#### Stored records
.....

//! Periodic scheduler: listing checks and cleanups on independent intervals.
//!
//! One cooperative loop polls at 1-second granularity and runs whichever task
//! is due, inline. A task's deadline is re-armed after it finishes, so a slow
//! cycle delays its own next run instead of overlapping it. Users are
//! processed sequentially under their per-user lock; one failing user never
//! loses the remaining batch.

use std::sync::Arc;
use std::time::Duration;
use storage::DeliveryLedger;
use tokio::time::{sleep, Instant};
use tracing::{info, warn};

use flatbot_core::Chat;

use crate::cleanup::CleanupEngine;
use crate::listings::{ListingFetcher, ListingSourceConfig};
use crate::notifier::Notifier;
use crate::user_locks::UserLocks;

const POLL_GRANULARITY: Duration = Duration::from_secs(1);

pub struct Scheduler {
    notifier: Arc<Notifier>,
    cleanup: Arc<CleanupEngine>,
    ledger: DeliveryLedger,
    fetcher: ListingFetcher,
    source: ListingSourceConfig,
    locks: UserLocks,
    check_interval: Duration,
    cleanup_interval: Duration,
}

impl Scheduler {
    #[allow(clippy::too_many_arguments)]
    pub fn new(
        notifier: Arc<Notifier>,
        cleanup: Arc<CleanupEngine>,
        ledger: DeliveryLedger,
        fetcher: ListingFetcher,
        source: ListingSourceConfig,
        locks: UserLocks,
        check_interval: Duration,
        cleanup_interval: Duration,
    ) -> Self {
        Self {
            notifier,
            cleanup,
            ledger,
            fetcher,
            source,
            locks,
            check_interval,
            cleanup_interval,
        }
    }

    /// Runs forever; spawn as a task next to the polling loop.
    pub async fn run(self) {
        info!(
            check_interval_secs = self.check_interval.as_secs(),
            cleanup_interval_secs = self.cleanup_interval.as_secs(),
            "scheduler started"
        );

        let mut next_check = Instant::now() + self.check_interval;
        let mut next_cleanup = Instant::now() + self.cleanup_interval;

        loop {
            sleep(POLL_GRANULARITY).await;

            if Instant::now() >= next_check {
                self.run_listing_cycle().await;
                next_check = Instant::now() + self.check_interval;
            }

            if Instant::now() >= next_cleanup {
                self.run_cleanup_cycle().await;
                next_cleanup = Instant::now() + self.cleanup_interval;
            }
        }
    }

    /// One listing cycle: fetch once, notify every known user sequentially.
    pub async fn run_listing_cycle(&self) {
        let listings = match self.fetcher.fetch(&self.source).await {
            Ok(listings) => listings,
            Err(e) => {
                warn!(error = %e, "listing fetch failed, skipping cycle");
                return;
            }
        };

        info!(count = listings.len(), "listing cycle started");

        for user in self.known_users().await {
            let Ok(chat_id) = user.parse::<i64>() else {
                warn!(user = %user, "ledger key is not a chat id, skipping");
                continue;
            };
            let chat = Chat::new(chat_id);

            let _guard = self.locks.acquire(&user).await;
            if let Err(e) = self.notifier.notify(&chat, &listings).await {
                warn!(user = %user, error = %e, "notify failed, continuing with remaining users");
            }
        }
    }

    /// One cleanup cycle over every known user, sequentially.
    pub async fn run_cleanup_cycle(&self) {
        info!("cleanup cycle started");

        for user in self.known_users().await {
            let Ok(chat_id) = user.parse::<i64>() else {
                warn!(user = %user, "ledger key is not a chat id, skipping");
                continue;
            };
            let chat = Chat::new(chat_id);

            let _guard = self.locks.acquire(&user).await;
            if let Err(e) = self.cleanup.clear(&chat).await {
                warn!(user = %user, error = %e, "cleanup failed, continuing with remaining users");
            }
        }
    }

    async fn known_users(&self) -> Vec<String> {
        match self.ledger.users().await {
            Ok(users) => users,
            Err(e) => {
                warn!(error = %e, "failed to list users, skipping cycle");
                Vec::new()
            }
        }
    }
}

.....

#### PROBLEM
Wherever a line above contains "error", copy that line.

#### ANSWER AREA
                warn!(error = %e, "listing fetch failed, skipping cycle");
                warn!(user = %user, error = %e, "notify failed, continuing with remaining users");
                warn!(user = %user, error = %e, "cleanup failed, continuing with remaining users");
                warn!(error = %e, "failed to list users, skipping cycle");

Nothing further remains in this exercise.